_Exercise description_
Check every line of the material for the word "column". Copy those that have it.
====
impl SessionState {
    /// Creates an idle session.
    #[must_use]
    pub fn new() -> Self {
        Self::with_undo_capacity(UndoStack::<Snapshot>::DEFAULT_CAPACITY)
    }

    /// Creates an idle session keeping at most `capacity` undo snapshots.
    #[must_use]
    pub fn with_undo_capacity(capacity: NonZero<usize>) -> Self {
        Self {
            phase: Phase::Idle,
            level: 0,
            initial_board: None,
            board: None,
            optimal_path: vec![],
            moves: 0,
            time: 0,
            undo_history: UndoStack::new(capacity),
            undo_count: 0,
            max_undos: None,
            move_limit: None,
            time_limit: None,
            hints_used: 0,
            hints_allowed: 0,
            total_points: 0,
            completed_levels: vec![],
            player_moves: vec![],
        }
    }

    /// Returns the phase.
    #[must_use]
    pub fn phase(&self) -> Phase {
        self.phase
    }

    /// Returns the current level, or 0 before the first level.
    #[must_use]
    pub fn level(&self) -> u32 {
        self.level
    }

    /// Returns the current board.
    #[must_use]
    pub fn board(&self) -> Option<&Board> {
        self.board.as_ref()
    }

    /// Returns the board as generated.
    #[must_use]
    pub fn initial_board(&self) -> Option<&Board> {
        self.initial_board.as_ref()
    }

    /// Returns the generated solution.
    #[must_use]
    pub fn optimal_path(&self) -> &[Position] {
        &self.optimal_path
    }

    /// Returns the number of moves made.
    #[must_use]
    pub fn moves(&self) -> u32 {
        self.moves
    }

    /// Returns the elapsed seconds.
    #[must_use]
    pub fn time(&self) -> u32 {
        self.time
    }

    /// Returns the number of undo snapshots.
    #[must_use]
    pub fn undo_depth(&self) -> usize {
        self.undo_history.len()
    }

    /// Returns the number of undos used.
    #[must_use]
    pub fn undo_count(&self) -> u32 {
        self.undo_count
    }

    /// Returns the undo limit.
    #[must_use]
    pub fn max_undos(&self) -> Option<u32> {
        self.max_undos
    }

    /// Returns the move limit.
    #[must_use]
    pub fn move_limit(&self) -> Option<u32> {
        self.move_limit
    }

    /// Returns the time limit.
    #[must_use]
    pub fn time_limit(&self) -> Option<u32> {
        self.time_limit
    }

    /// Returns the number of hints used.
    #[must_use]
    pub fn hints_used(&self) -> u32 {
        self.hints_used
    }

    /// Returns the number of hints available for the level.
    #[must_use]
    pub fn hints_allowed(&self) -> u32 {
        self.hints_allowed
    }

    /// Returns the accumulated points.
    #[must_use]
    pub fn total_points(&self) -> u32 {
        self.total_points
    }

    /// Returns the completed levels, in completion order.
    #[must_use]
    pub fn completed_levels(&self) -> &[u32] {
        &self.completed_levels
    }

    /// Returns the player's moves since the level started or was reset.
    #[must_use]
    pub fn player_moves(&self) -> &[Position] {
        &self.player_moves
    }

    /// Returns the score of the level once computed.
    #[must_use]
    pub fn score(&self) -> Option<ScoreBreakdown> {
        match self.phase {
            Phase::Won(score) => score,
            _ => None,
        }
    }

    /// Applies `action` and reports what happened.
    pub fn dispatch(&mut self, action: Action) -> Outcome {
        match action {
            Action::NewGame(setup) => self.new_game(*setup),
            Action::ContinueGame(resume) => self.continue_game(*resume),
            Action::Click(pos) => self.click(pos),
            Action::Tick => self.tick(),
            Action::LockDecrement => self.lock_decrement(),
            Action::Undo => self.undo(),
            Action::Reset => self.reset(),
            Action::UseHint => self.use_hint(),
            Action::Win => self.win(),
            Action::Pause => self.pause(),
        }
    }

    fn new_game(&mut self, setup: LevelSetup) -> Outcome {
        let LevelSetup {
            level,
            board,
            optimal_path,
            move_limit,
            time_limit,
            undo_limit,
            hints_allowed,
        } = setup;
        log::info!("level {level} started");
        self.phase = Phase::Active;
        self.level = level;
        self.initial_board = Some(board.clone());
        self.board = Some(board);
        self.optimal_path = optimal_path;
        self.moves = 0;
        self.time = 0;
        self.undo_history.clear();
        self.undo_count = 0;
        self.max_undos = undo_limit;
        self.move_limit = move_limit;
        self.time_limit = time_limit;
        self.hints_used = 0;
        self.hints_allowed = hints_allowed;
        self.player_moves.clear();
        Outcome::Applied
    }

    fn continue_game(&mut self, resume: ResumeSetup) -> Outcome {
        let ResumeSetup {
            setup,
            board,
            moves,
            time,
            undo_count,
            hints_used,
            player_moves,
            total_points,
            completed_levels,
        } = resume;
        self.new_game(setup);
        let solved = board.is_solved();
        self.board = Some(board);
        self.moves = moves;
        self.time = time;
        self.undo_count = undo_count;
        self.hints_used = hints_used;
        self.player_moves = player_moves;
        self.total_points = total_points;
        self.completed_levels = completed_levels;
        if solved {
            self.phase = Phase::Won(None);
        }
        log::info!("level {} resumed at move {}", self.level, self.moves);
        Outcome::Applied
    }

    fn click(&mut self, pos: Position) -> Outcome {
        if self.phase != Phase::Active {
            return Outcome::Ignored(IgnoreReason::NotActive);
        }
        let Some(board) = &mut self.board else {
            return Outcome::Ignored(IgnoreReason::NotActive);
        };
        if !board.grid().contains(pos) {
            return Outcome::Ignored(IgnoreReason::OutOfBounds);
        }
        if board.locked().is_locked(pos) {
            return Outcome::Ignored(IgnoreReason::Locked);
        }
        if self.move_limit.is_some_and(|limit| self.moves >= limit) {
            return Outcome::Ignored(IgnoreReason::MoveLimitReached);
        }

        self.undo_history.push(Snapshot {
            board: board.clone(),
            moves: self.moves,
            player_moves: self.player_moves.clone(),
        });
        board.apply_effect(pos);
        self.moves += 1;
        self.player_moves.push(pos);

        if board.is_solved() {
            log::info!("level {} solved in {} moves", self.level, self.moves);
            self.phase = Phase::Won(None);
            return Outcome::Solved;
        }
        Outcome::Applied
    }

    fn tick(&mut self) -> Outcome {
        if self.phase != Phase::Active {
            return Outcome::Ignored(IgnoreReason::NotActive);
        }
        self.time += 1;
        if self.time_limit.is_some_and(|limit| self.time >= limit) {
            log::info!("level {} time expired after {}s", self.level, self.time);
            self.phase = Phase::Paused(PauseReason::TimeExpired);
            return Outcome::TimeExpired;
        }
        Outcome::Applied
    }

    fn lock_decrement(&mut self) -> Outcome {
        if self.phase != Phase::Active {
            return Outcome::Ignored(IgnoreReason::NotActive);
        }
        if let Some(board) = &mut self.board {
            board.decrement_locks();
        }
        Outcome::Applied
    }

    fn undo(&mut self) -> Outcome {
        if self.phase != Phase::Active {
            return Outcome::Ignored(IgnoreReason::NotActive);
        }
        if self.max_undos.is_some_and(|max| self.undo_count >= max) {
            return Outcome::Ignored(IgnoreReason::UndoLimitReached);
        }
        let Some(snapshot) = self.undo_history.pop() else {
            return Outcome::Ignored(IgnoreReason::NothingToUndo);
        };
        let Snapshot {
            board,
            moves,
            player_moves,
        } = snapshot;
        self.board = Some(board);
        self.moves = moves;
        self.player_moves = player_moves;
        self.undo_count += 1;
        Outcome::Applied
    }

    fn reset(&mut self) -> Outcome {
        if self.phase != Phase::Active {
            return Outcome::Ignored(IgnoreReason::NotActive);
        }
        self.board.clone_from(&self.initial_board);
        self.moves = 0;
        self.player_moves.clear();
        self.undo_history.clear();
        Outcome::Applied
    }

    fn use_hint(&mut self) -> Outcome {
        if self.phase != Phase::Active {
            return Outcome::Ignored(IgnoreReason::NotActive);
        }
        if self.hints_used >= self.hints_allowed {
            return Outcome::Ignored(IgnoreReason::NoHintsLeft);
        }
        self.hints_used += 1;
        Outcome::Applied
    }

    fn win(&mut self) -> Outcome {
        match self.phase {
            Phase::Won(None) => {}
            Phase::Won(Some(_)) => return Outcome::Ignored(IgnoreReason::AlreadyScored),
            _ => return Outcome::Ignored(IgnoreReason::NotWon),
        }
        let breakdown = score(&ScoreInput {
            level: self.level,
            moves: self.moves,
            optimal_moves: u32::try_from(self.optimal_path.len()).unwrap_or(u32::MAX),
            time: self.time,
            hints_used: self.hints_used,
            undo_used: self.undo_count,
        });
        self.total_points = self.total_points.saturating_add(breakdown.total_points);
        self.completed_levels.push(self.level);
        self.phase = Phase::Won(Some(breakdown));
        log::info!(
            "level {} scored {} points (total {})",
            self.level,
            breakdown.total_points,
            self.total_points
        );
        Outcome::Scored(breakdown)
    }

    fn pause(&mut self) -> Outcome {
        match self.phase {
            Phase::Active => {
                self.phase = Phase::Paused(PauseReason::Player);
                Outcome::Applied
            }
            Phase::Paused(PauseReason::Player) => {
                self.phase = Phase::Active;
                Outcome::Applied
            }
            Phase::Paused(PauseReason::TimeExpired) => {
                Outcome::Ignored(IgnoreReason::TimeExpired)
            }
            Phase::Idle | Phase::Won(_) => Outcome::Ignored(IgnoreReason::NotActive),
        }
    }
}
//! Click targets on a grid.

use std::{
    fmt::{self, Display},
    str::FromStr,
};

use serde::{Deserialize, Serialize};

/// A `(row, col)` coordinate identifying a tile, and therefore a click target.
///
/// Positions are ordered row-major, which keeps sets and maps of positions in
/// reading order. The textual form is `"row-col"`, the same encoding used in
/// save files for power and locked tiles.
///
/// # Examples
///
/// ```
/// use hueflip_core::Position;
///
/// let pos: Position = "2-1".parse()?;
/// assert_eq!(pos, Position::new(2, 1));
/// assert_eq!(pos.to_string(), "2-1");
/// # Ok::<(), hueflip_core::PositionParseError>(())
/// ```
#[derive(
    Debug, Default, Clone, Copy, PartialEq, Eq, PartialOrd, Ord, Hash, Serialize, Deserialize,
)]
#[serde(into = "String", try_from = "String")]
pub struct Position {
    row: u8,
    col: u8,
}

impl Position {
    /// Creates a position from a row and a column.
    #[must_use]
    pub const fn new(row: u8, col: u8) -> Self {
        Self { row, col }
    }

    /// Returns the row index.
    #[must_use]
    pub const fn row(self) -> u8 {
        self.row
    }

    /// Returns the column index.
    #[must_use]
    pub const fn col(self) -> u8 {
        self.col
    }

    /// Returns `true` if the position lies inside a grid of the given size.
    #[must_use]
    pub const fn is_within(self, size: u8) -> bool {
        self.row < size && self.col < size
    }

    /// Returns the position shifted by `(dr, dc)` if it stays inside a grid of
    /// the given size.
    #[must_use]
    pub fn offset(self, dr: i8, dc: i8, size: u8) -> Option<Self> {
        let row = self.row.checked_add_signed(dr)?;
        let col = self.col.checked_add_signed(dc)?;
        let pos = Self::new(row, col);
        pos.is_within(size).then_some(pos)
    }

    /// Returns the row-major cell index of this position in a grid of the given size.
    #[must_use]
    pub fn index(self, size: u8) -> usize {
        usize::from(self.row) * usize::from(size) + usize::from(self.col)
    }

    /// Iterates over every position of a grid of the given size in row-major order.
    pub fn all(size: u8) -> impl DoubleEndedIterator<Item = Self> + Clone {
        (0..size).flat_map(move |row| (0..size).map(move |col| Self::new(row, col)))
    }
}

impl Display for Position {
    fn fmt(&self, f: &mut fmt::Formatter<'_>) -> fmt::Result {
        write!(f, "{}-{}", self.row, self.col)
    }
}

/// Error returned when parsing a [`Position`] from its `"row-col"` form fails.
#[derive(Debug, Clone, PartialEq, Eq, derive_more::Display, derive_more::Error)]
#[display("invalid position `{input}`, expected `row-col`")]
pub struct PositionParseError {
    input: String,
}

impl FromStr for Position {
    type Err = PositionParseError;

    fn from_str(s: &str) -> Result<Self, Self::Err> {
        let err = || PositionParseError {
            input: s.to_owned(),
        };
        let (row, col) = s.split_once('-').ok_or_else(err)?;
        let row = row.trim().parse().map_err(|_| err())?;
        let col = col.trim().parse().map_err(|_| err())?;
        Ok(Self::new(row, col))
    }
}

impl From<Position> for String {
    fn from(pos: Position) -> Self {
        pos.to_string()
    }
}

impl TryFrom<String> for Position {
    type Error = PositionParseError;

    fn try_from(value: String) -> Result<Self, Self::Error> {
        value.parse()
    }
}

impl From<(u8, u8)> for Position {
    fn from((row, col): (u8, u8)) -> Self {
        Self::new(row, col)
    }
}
====
_Result of the task_
    /// Creates a position from a row and a column.
    /// Returns the column index.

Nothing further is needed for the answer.